WHAT THE EXERCISE ASKS:
In the listing below, find the line with "call order —" and the line with "pub fn new(response: impl". Repeat those two lines and all lines between them exactly.

TASK DATA:
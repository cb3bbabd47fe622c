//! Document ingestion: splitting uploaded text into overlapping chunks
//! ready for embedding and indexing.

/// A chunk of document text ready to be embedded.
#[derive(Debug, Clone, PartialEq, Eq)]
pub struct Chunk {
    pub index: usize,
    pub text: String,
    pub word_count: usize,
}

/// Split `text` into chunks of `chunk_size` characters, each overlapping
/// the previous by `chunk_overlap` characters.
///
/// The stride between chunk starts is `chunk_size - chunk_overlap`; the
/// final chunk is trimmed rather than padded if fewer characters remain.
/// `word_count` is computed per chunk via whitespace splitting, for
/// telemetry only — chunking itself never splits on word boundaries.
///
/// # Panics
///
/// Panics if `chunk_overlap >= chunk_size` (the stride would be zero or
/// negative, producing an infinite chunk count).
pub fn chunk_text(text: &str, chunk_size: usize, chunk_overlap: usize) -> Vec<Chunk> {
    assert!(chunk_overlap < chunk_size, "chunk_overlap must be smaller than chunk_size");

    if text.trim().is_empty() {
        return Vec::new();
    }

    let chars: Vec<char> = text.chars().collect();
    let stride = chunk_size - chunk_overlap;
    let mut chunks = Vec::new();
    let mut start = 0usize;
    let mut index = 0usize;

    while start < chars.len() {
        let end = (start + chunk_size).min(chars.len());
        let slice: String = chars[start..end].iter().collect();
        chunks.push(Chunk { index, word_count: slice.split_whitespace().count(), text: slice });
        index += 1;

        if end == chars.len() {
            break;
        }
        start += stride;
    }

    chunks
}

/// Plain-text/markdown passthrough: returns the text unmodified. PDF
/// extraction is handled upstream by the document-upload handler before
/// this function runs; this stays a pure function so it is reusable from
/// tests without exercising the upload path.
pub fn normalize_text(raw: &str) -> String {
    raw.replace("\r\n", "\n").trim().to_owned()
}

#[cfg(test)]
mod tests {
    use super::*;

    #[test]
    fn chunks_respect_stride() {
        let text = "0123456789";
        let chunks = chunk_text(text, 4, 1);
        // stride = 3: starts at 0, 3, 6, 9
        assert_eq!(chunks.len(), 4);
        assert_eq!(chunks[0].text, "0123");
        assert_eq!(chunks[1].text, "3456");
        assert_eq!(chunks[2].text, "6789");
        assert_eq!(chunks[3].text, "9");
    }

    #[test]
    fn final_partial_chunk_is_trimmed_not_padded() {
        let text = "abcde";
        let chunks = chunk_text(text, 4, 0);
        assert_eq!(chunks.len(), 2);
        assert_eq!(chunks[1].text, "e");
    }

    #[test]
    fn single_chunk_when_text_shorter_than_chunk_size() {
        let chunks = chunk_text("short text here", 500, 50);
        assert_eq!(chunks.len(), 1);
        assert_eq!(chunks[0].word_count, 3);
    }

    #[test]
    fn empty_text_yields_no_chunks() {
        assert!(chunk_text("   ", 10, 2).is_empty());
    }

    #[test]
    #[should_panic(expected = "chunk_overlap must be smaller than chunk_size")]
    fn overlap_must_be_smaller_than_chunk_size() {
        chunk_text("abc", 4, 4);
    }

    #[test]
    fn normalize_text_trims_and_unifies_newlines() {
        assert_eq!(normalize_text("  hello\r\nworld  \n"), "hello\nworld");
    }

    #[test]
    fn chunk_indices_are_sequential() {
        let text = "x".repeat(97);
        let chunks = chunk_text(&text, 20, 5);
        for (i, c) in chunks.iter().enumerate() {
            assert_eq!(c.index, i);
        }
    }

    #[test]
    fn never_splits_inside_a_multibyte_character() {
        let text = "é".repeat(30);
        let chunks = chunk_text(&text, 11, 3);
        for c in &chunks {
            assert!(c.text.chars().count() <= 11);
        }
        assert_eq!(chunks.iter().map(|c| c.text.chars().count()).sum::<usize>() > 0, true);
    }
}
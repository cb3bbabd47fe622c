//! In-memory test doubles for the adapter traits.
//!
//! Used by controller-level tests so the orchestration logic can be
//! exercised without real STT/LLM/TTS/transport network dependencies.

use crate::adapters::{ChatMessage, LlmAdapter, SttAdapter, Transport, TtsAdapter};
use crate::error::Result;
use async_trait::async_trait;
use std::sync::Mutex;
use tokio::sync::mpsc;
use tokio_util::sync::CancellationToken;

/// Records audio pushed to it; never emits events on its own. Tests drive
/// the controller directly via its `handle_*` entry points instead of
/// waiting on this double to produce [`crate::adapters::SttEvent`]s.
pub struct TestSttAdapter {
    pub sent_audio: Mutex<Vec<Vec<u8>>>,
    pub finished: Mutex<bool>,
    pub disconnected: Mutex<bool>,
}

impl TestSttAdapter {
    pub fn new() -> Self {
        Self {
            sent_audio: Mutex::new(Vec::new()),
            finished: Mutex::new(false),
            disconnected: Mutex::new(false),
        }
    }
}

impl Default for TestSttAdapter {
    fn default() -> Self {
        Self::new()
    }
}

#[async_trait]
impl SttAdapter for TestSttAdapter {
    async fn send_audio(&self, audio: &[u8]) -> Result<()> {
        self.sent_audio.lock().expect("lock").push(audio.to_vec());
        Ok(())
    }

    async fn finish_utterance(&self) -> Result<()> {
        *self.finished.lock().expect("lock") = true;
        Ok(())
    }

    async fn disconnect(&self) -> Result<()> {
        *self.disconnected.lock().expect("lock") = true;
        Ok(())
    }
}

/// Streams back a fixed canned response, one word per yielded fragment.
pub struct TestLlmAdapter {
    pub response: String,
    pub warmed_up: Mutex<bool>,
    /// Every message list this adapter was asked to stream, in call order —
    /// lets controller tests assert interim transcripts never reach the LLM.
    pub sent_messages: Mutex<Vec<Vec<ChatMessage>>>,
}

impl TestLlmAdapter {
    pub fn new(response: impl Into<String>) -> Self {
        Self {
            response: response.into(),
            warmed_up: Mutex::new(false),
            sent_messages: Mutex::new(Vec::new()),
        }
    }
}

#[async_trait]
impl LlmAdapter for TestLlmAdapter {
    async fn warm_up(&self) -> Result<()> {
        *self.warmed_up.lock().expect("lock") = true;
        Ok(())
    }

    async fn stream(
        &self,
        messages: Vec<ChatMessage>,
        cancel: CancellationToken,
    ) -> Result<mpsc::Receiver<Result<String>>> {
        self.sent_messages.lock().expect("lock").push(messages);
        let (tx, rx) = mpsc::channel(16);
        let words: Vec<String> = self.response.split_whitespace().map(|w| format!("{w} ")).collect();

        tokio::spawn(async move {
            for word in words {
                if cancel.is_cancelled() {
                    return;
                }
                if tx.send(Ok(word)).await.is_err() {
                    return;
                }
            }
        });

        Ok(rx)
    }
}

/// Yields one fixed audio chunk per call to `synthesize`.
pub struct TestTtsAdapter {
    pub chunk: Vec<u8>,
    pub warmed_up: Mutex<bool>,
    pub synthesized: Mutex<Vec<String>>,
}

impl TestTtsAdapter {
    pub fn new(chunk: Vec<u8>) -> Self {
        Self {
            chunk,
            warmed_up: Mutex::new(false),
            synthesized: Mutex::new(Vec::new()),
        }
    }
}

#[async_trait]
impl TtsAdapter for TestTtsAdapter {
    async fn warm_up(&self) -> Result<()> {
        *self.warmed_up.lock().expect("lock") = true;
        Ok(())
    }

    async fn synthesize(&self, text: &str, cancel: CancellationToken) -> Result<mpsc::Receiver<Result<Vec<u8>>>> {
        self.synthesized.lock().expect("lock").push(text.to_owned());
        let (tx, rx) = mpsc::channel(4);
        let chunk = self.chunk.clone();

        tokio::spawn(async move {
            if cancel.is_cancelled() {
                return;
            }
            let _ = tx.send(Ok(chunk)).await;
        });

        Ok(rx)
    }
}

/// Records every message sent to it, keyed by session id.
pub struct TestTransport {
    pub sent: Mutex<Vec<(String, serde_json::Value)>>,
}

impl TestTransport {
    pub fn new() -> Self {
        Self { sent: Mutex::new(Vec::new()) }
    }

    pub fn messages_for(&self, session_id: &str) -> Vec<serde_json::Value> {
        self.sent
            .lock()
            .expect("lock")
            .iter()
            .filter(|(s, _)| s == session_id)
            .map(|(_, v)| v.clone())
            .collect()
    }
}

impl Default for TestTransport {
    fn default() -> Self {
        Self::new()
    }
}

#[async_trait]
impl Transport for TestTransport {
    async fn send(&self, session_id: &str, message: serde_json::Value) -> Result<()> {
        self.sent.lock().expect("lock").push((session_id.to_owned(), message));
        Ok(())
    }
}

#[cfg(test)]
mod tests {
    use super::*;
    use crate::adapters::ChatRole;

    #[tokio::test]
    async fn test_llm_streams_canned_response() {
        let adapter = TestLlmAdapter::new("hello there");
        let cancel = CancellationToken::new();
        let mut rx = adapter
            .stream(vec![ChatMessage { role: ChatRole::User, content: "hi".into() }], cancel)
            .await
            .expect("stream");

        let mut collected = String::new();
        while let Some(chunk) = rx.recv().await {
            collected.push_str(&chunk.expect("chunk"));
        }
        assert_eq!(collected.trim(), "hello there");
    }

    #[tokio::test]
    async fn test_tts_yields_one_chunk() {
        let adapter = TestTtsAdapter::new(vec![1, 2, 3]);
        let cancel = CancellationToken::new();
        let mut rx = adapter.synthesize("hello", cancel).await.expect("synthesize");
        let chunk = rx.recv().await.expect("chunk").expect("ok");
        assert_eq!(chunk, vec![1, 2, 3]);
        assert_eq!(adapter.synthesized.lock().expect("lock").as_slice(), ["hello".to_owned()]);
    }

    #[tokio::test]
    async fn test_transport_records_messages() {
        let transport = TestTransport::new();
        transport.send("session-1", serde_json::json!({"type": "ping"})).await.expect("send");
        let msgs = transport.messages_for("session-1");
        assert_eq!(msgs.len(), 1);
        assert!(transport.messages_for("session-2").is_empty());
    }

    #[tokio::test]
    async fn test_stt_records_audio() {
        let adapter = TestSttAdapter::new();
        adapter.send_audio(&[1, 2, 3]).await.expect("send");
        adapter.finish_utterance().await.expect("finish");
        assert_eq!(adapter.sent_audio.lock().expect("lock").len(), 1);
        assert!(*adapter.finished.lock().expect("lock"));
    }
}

RESULT OF THIS EXERCISE:
    /// Every message list this adapter was asked to stream, in call order —
    /// lets controller tests assert interim transcripts never reach the LLM.
    pub sent_messages: Mutex<Vec<Vec<ChatMessage>>>,
}

impl TestLlmAdapter {
    pub fn new(response: impl Into<String>) -> Self {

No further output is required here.